- Born: 21 August 1959 (age 66)
- Education: B.S. (1984) Ph.D. (1990)
- Alma mater: Brigham Young University Pennsylvania State University
- Occupation(s): Professor and department head at Berry College
- Known for: Former dean of the Campbell School of Business Chair of the Technology, Entrepreneurship, and Data Analytics Department Developed Berry College’s Creative Technologies program and Berry’s makerspace, HackBerry Lab
- Height: 7 ft 9 in (236 cm)
- Spouse: Susan
- Children: 4

= John R. Grout =

American educator (born 1959)

John R. Grout is an American educator who served as Dean of the Campbell School of Business at Berry College. He received a B.S. from Brigham Young University's Marriott School of Management in 1984, receiving the Operations/Systems Award for being the highest ranked graduating senior in his major.
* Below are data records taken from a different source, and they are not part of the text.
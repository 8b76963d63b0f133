//! Lifecycle hooks.
//!
//! Authoring entities do not carry callbacks. The schedulers report each
//! lifecycle moment as a [`HookCall`] to a host-provided [`Hooks`] set, in the
//! order the moments happen.

use serde::{Deserialize, Serialize};

use crate::ids::{AnimationId, KeyframeId, StateId};

#[derive(Copy, Clone, Debug, PartialEq, Eq, Hash, Serialize, Deserialize)]
pub enum HookTarget {
    State(StateId),
    Animation(AnimationId),
    Keyframe(KeyframeId),
}

#[derive(Copy, Clone, Debug, PartialEq, Serialize, Deserialize)]
pub enum Lifecycle {
    Enter,
    /// Fired every tick while playing; `progress` is normalized to `[0,1]`.
    Playing { progress: f32 },
    Exit,
}

#[derive(Copy, Clone, Debug, PartialEq, Serialize, Deserialize)]
pub struct HookCall {
    pub target: HookTarget,
    pub lifecycle: Lifecycle,
}

impl HookCall {
    pub fn enter(target: HookTarget) -> Self {
        Self {
            target,
            lifecycle: Lifecycle::Enter,
        }
    }

    pub fn exit(target: HookTarget) -> Self {
        Self {
            target,
            lifecycle: Lifecycle::Exit,
        }
    }

    pub fn playing(target: HookTarget, progress: f32) -> Self {
        Self {
            target,
            lifecycle: Lifecycle::Playing { progress },
        }
    }

    pub fn is_playing(&self) -> bool {
        matches!(self.lifecycle, Lifecycle::Playing { .. })
    }
}

/// Callback set invoked by the schedulers.
pub trait Hooks {
    fn invoke(&mut self, call: HookCall);
}

impl<F: FnMut(HookCall)> Hooks for F {
    fn invoke(&mut self, call: HookCall) {
        self(call)
    }
}

/// Discards every call.
#[derive(Copy, Clone, Debug, Default)]
pub struct NoopHooks;

impl Hooks for NoopHooks {
    fn invoke(&mut self, _call: HookCall) {}
}

/// Keeps every call in order.
#[derive(Clone, Debug, Default)]
pub struct RecordingHooks {
    pub calls: Vec<HookCall>,
}

impl RecordingHooks {
    pub fn new() -> Self {
        Self::default()
    }

    /// Enter/exit calls only; `Playing` calls are per-tick noise for most assertions.
    pub fn transitions(&self) -> Vec<HookCall> {
        self.calls.iter().filter(|c| !c.is_playing()).copied().collect()
    }

    pub fn calls_for(&self, target: HookTarget) -> Vec<Lifecycle> {
        self.calls
            .iter()
            .filter(|c| c.target == target)
            .map(|c| c.lifecycle)
            .collect()
    }

    pub fn clear(&mut self) {
        self.calls.clear();
    }
}

impl Hooks for RecordingHooks {
    fn invoke(&mut self, call: HookCall) {
        self.calls.push(call);
    }
}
After working a few years for Signetics, Grout returned to school, earning a Ph.D. in management science from Pennsylvania State University in 1990. After graduation, Grout worked at Southern Methodist University from 1990 to 1997, subsequently accepting a position at Berry College.

Some of Grout's most notable research focuses on the Japanese term poka-yoke, or "mistake-proofing". In May 2004, Grout received the Shingo Prize for Manufacturing Excellence in Research in connection with research in this field. Grout and his wife, Susan, have four children.